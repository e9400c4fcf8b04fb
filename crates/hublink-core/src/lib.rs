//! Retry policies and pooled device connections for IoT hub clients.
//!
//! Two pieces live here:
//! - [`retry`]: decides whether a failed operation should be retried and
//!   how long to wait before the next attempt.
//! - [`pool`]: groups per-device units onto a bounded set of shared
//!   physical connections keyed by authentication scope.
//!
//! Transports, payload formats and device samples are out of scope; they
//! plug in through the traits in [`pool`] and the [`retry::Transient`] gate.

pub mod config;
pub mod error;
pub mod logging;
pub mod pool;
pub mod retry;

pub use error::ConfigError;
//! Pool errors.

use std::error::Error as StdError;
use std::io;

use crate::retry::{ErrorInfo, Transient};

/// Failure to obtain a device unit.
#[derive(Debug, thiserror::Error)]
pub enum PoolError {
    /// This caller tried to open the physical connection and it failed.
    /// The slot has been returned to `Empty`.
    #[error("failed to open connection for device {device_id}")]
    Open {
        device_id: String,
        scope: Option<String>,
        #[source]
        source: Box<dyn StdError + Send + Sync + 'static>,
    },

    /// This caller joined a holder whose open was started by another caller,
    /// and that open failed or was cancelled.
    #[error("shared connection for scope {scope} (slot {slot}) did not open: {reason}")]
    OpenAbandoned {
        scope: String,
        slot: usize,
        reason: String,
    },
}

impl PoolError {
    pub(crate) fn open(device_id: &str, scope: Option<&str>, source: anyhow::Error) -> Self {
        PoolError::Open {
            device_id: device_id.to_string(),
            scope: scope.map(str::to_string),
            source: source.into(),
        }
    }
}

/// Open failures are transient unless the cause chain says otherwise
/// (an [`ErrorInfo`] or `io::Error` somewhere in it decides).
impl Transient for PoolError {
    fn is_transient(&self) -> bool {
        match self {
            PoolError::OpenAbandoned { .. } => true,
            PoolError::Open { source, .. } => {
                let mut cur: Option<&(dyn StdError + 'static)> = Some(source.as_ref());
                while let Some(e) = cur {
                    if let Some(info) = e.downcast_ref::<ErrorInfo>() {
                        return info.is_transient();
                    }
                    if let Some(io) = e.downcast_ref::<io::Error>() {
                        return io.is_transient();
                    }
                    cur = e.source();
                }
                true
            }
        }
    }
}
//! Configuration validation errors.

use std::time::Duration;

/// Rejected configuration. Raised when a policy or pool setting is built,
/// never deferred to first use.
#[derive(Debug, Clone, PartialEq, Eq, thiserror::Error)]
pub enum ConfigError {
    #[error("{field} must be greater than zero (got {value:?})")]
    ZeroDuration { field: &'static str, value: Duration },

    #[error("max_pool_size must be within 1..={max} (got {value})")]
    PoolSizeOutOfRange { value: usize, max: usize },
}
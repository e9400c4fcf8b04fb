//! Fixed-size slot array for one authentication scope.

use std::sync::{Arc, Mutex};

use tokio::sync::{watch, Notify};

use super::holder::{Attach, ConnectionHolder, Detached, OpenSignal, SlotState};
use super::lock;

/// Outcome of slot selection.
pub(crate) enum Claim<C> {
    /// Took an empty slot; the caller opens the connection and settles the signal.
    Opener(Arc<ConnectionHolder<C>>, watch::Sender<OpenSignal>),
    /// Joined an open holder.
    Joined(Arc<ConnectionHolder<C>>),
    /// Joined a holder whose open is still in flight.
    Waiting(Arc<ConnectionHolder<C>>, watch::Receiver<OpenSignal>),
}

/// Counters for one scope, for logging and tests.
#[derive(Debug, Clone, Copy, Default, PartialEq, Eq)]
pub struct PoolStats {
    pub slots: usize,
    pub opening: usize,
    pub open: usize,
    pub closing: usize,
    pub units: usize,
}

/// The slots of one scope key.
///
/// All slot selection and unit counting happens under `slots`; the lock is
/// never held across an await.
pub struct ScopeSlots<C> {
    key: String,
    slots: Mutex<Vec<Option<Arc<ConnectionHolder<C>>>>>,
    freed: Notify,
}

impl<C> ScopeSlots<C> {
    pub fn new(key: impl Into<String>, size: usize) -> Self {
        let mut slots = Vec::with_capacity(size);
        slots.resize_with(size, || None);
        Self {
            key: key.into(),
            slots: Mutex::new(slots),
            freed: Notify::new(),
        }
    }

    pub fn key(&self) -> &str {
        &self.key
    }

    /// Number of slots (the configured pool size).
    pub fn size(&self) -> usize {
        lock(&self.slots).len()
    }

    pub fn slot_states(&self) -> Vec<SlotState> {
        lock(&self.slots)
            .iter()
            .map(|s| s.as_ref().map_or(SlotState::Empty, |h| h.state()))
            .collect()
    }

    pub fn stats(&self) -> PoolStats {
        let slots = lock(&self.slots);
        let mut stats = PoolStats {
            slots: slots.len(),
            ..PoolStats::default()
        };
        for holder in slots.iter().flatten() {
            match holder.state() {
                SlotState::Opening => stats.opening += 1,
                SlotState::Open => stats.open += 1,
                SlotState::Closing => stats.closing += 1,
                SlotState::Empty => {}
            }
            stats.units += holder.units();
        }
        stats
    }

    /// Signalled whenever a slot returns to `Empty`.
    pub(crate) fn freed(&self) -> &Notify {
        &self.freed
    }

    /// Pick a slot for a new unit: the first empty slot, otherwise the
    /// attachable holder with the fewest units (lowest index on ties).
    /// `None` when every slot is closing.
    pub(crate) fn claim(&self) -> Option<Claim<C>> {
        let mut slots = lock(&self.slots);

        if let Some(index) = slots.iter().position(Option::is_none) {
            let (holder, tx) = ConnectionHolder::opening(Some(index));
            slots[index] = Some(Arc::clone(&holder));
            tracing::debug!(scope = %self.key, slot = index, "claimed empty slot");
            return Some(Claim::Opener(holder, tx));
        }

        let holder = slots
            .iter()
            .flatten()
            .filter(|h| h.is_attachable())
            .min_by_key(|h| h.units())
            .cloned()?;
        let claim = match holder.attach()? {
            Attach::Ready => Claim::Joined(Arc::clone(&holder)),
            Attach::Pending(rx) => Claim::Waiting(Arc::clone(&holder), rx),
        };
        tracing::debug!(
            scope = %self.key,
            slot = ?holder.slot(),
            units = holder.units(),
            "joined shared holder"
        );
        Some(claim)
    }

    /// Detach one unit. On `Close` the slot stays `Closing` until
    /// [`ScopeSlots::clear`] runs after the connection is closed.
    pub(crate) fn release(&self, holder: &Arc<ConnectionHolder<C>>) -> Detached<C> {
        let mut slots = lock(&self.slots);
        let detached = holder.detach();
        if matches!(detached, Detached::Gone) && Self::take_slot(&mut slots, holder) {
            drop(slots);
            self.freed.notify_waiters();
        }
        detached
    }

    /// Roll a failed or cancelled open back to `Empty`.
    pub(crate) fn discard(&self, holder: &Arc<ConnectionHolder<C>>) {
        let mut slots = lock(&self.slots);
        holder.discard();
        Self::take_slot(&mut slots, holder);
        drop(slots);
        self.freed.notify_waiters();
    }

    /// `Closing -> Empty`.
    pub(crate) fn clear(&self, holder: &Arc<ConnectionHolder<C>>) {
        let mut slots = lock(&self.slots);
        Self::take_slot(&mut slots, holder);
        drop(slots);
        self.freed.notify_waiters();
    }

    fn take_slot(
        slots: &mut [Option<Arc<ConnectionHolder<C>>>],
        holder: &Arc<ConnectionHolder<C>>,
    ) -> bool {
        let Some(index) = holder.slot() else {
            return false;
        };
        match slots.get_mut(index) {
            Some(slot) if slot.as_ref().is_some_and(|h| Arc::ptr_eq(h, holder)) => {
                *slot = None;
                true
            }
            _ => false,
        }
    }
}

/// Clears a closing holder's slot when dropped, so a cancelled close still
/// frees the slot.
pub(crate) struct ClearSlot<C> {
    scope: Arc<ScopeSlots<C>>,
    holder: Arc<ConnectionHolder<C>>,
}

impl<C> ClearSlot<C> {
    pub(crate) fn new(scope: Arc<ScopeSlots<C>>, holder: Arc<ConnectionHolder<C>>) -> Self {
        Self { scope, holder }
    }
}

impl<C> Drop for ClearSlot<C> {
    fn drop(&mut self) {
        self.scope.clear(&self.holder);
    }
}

----

Your task =>
Pick out and copy the lines of the material that include the word "caller".

Answer box =>
    /// This caller tried to open the physical connection and it failed.
    /// This caller joined a holder whose open was started by another caller,
    /// Took an empty slot; the caller opens the connection and settles the signal.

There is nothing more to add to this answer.